Dataset entries
[Start of section]

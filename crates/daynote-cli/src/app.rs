//! Application state and key dispatcher.

use std::{
  sync::Arc,
  time::{Duration, Instant},
};

use crossterm::event::{KeyCode, KeyEvent, KeyModifiers};
use daynote_core::JournalEntry;

use crate::client::ApiClient;

/// How long a notification stays in the status bar.
pub const NOTICE_TTL: Duration = Duration::from_secs(4);

pub const SAVED_MSG: &str = "Journal entry saved and analyzed!";
pub const SAVE_FAILED_MSG: &str = "Failed to save entry";
pub const LOAD_FAILED_MSG: &str = "Failed to load entries";

// ─── Focus / theme / notices ──────────────────────────────────────────────────

#[derive(Debug, Clone, Copy, PartialEq, Eq)]
pub enum Focus {
  /// Typing into the compose box.
  Compose,
  /// Scrolling the timeline.
  Timeline,
}

#[derive(Debug, Clone, Copy, PartialEq, Eq)]
pub enum Theme {
  Dark,
  Light,
}

impl Theme {
  pub fn toggled(self) -> Self {
    match self {
      Theme::Dark => Theme::Light,
      Theme::Light => Theme::Dark,
    }
  }
}

#[derive(Debug, Clone, Copy, PartialEq, Eq)]
pub enum NoticeKind {
  Success,
  Error,
}

/// A transient status-bar message.
#[derive(Debug, Clone)]
pub struct Notice {
  pub kind:       NoticeKind,
  pub text:       String,
  pub expires_at: Instant,
}

/// Network work requested by a key press, run by the event loop after the
/// next frame so the "busy" state is visible while it waits.
#[derive(Debug, Clone, Copy, PartialEq, Eq)]
pub enum Pending {
  Submit,
  Reload,
}

// ─── App ──────────────────────────────────────────────────────────────────────

/// Top-level application state.
pub struct App {
  pub focus:   Focus,
  pub theme:   Theme,

  /// Timeline, newest first.
  pub entries: Vec<JournalEntry>,

  /// Text in the compose box.
  pub draft:   String,

  /// Index of the highlighted timeline entry.
  pub cursor:  usize,

  pub notice:  Option<Notice>,
  pub pending: Option<Pending>,

  /// Shared HTTP client.
  pub client:  Arc<ApiClient>,
}

impl App {
  pub fn new(client: ApiClient) -> Self {
    Self {
      focus:   Focus::Compose,
      theme:   Theme::Dark,
      entries: Vec::new(),
      draft:   String::new(),
      cursor:  0,
      notice:  None,
      pending: None,
      client:  Arc::new(client),
    }
  }

  // ── Notices ───────────────────────────────────────────────────────────────

  fn notify(&mut self, kind: NoticeKind, text: &str) {
    self.notice = Some(Notice {
      kind,
      text: text.to_string(),
      expires_at: Instant::now() + NOTICE_TTL,
    });
  }

  /// Drop the notice once it has expired.
  pub fn tick(&mut self, now: Instant) {
    if self.notice.as_ref().is_some_and(|n| now >= n.expires_at) {
      self.notice = None;
    }
  }

  // ── Network ───────────────────────────────────────────────────────────────

  /// Replace the timeline with the server's. On failure the current list is
  /// kept and an error notice is shown.
  pub async fn load_entries(&mut self) {
    match self.client.list_entries().await {
      Ok(entries) => {
        self.entries = entries;
        self.cursor = 0;
      }
      Err(e) => {
        tracing::warn!(error = %e, "loading entries failed");
        self.notify(NoticeKind::Error, LOAD_FAILED_MSG);
      }
    }
  }

  /// Send the draft. Only a confirmed success touches the timeline: the
  /// returned entry is prepended and the draft cleared.
  pub async fn submit(&mut self) {
    match self.client.create_entry(&self.draft).await {
      Ok(entry) => {
        self.entries.insert(0, entry);
        self.cursor = 0;
        self.draft.clear();
        self.notify(NoticeKind::Success, SAVED_MSG);
      }
      Err(e) => {
        tracing::warn!(error = %e, "saving entry failed");
        self.notify(NoticeKind::Error, SAVE_FAILED_MSG);
      }
    }
  }

  /// Run whatever a key press queued, if anything.
  pub async fn run_pending(&mut self) {
    match self.pending.take() {
      Some(Pending::Submit) => self.submit().await,
      Some(Pending::Reload) => self.load_entries().await,
      None => {}
    }
  }

  pub fn is_saving(&self) -> bool { self.pending == Some(Pending::Submit) }

  // ── Key handling ──────────────────────────────────────────────────────────

  /// Process a key event. Returns `true` to continue, `false` to quit.
  pub fn handle_key(&mut self, key: KeyEvent) -> bool {
    if key.modifiers.contains(KeyModifiers::CONTROL) && key.code == KeyCode::Char('c') {
      return false;
    }
    // Ignore input while a request is queued.
    if self.pending.is_some() {
      return true;
    }

    match self.focus {
      Focus::Compose => self.handle_compose_key(key),
      Focus::Timeline => self.handle_timeline_key(key),
    }
  }

  fn handle_compose_key(&mut self, key: KeyEvent) -> bool {
    match key.code {
      KeyCode::Enter if key.modifiers.contains(KeyModifiers::ALT) => {
        self.draft.push('\n');
      }
      KeyCode::Enter => {
        if !self.draft.trim().is_empty() {
          self.pending = Some(Pending::Submit);
        }
      }
      KeyCode::Backspace => {
        self.draft.pop();
      }
      KeyCode::Esc | KeyCode::Tab => self.focus = Focus::Timeline,
      KeyCode::Char(c) => self.draft.push(c),
      _ => {}
    }
    true
  }

  fn handle_timeline_key(&mut self, key: KeyEvent) -> bool {
    match key.code {
      KeyCode::Char('q') => return false,

      KeyCode::Tab | KeyCode::Char('i') => self.focus = Focus::Compose,

      KeyCode::Down | KeyCode::Char('j') => {
        if self.cursor + 1 < self.entries.len() {
          self.cursor += 1;
        }
      }
      KeyCode::Up | KeyCode::Char('k') => {
        self.cursor = self.cursor.saturating_sub(1);
      }
      KeyCode::Home | KeyCode::Char('g') => self.cursor = 0,

      KeyCode::Char('t') => self.theme = self.theme.toggled(),
      KeyCode::Char('r') => self.pending = Some(Pending::Reload),

      _ => {}
    }
    true
  }
}

#[cfg(test)]
mod tests {
  use super::*;
  use crate::client::ApiConfig;
  use wiremock::matchers::{body_json, method, path};
  use wiremock::{Mock, MockServer, ResponseTemplate};

  fn app(base_url: &str) -> App {
    App::new(ApiClient::new(ApiConfig { base_url: base_url.to_string() }).unwrap())
  }

  fn key(code: KeyCode) -> KeyEvent { KeyEvent::new(code, KeyModifiers::NONE) }

  fn entry_json(id: &str, text: &str, mood: &str) -> serde_json::Value {
    serde_json::json!({
      "id": id,
      "entry": text,
      "summary": "s",
      "mood": mood,
      "createdAt": "2024-06-01T12:00:00.000000Z"
    })
  }

  const ID_A: &str = "6f1c2d8e-1b2a-4c3d-8e9f-0a1b2c3d4e5f";
  const ID_B: &str = "0e9d8c7b-6a5f-4e3d-9c2b-1a0f9e8d7c6b";

  #[tokio::test]
  async fn load_fills_timeline() {
    let server = MockServer::start().await;
    Mock::given(method("GET"))
      .and(path("/api/journal"))
      .respond_with(ResponseTemplate::new(200).set_body_json(serde_json::json!([
        entry_json(ID_A, "newer", "Happy"),
        entry_json(ID_B, "older", "Sad"),
      ])))
      .mount(&server)
      .await;

    let mut app = app(&server.uri());
    app.load_entries().await;
    assert_eq!(app.entries.len(), 2);
    assert_eq!(app.entries[0].entry, "newer");
    assert!(app.notice.is_none());
  }

  #[tokio::test]
  async fn load_failure_shows_notice() {
    let server = MockServer::start().await;
    Mock::given(method("GET"))
      .respond_with(ResponseTemplate::new(500).set_body_json(
        serde_json::json!({ "error": "Failed to fetch entries" }),
      ))
      .mount(&server)
      .await;

    let mut app = app(&server.uri());
    app.load_entries().await;
    assert!(app.entries.is_empty());
    let notice = app.notice.unwrap();
    assert_eq!(notice.kind, NoticeKind::Error);
    assert_eq!(notice.text, LOAD_FAILED_MSG);
  }

  #[tokio::test]
  async fn successful_submit_prepends_and_clears_draft() {
    let server = MockServer::start().await;
    Mock::given(method("POST"))
      .and(path("/api/journal"))
      .and(body_json(serde_json::json!({ "entry": "new thought" })))
      .respond_with(
        ResponseTemplate::new(201).set_body_json(entry_json(ID_A, "new thought", "Motivated")),
      )
      .expect(1)
      .mount(&server)
      .await;

    let mut app = app(&server.uri());
    app.entries = vec![serde_json::from_value(entry_json(ID_B, "old", "Sad")).unwrap()];
    app.cursor = 0;

    for c in "new thought".chars() {
      app.handle_key(key(KeyCode::Char(c)));
    }
    app.handle_key(key(KeyCode::Enter));
    assert!(app.is_saving());
    app.run_pending().await;

    assert!(!app.is_saving());
    let texts: Vec<_> = app.entries.iter().map(|e| e.entry.as_str()).collect();
    assert_eq!(texts, ["new thought", "old"]);
    assert!(app.draft.is_empty());
    assert_eq!(app.notice.unwrap().kind, NoticeKind::Success);
  }

  #[tokio::test]
  async fn failed_submit_leaves_state_untouched() {
    let server = MockServer::start().await;
    Mock::given(method("POST"))
      .respond_with(ResponseTemplate::new(500).set_body_json(
        serde_json::json!({ "error": "Failed to save entry" }),
      ))
      .mount(&server)
      .await;

    let mut app = app(&server.uri());
    app.entries = vec![serde_json::from_value(entry_json(ID_B, "old", "Sad")).unwrap()];
    app.draft = "keep me".into();
    app.submit().await;

    assert_eq!(app.entries.len(), 1);
    assert_eq!(app.draft, "keep me");
    let notice = app.notice.unwrap();
    assert_eq!(notice.kind, NoticeKind::Error);
    assert_eq!(notice.text, SAVE_FAILED_MSG);
  }

  #[test]
  fn blank_draft_is_not_submitted() {
    let mut app = app("http://127.0.0.1:9");
    app.handle_key(key(KeyCode::Enter));
    app.draft = "   ".into();
    app.handle_key(key(KeyCode::Enter));
    assert_eq!(app.pending, None);
  }

  #[test]
  fn compose_editing() {
    let mut app = app("http://127.0.0.1:9");
    for c in "hey".chars() {
      app.handle_key(key(KeyCode::Char(c)));
    }
    app.handle_key(KeyEvent::new(KeyCode::Enter, KeyModifiers::ALT));
    app.handle_key(key(KeyCode::Char('x')));
    app.handle_key(key(KeyCode::Backspace));
    assert_eq!(app.draft, "hey\n");
    // `q` is text while composing.
    assert!(app.handle_key(key(KeyCode::Char('q'))));
    assert_eq!(app.draft, "hey\nq");
  }

  #[test]
  fn timeline_keys() {
    let mut app = app("http://127.0.0.1:9");
    app.entries = vec![
      serde_json::from_value(entry_json(ID_A, "a", "Happy")).unwrap(),
      serde_json::from_value(entry_json(ID_B, "b", "Sad")).unwrap(),
    ];
    app.handle_key(key(KeyCode::Tab));
    assert_eq!(app.focus, Focus::Timeline);

    app.handle_key(key(KeyCode::Char('j')));
    app.handle_key(key(KeyCode::Char('j')));
    assert_eq!(app.cursor, 1);
    app.handle_key(key(KeyCode::Char('k')));
    app.handle_key(key(KeyCode::Char('k')));
    assert_eq!(app.cursor, 0);

    app.handle_key(key(KeyCode::Char('t')));
    assert_eq!(app.theme, Theme::Light);

    app.handle_key(key(KeyCode::Char('r')));
    assert_eq!(app.pending, Some(Pending::Reload));

    app.pending = None;
    assert!(!app.handle_key(key(KeyCode::Char('q'))));
  }

  #[test]
  fn ctrl_c_quits_from_compose() {
    let mut app = app("http://127.0.0.1:9");
    assert!(!app.handle_key(KeyEvent::new(KeyCode::Char('c'), KeyModifiers::CONTROL)));
  }

  #[test]
  fn notice_expires() {
    let mut app = app("http://127.0.0.1:9");
    app.notify(NoticeKind::Success, SAVED_MSG);
    let shown = app.notice.as_ref().unwrap().expires_at - NOTICE_TTL;

    app.tick(shown + Duration::from_secs(1));
    assert!(app.notice.is_some());
    app.tick(shown + NOTICE_TTL);
    assert!(app.notice.is_none());
  }
}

[End of section]

Exercise
Return each line of the data above that includes the word "contains".

Answer to this task
    if key.modifiers.contains(KeyModifiers::CONTROL) && key.code == KeyCode::Char('c') {
      KeyCode::Enter if key.modifiers.contains(KeyModifiers::ALT) => {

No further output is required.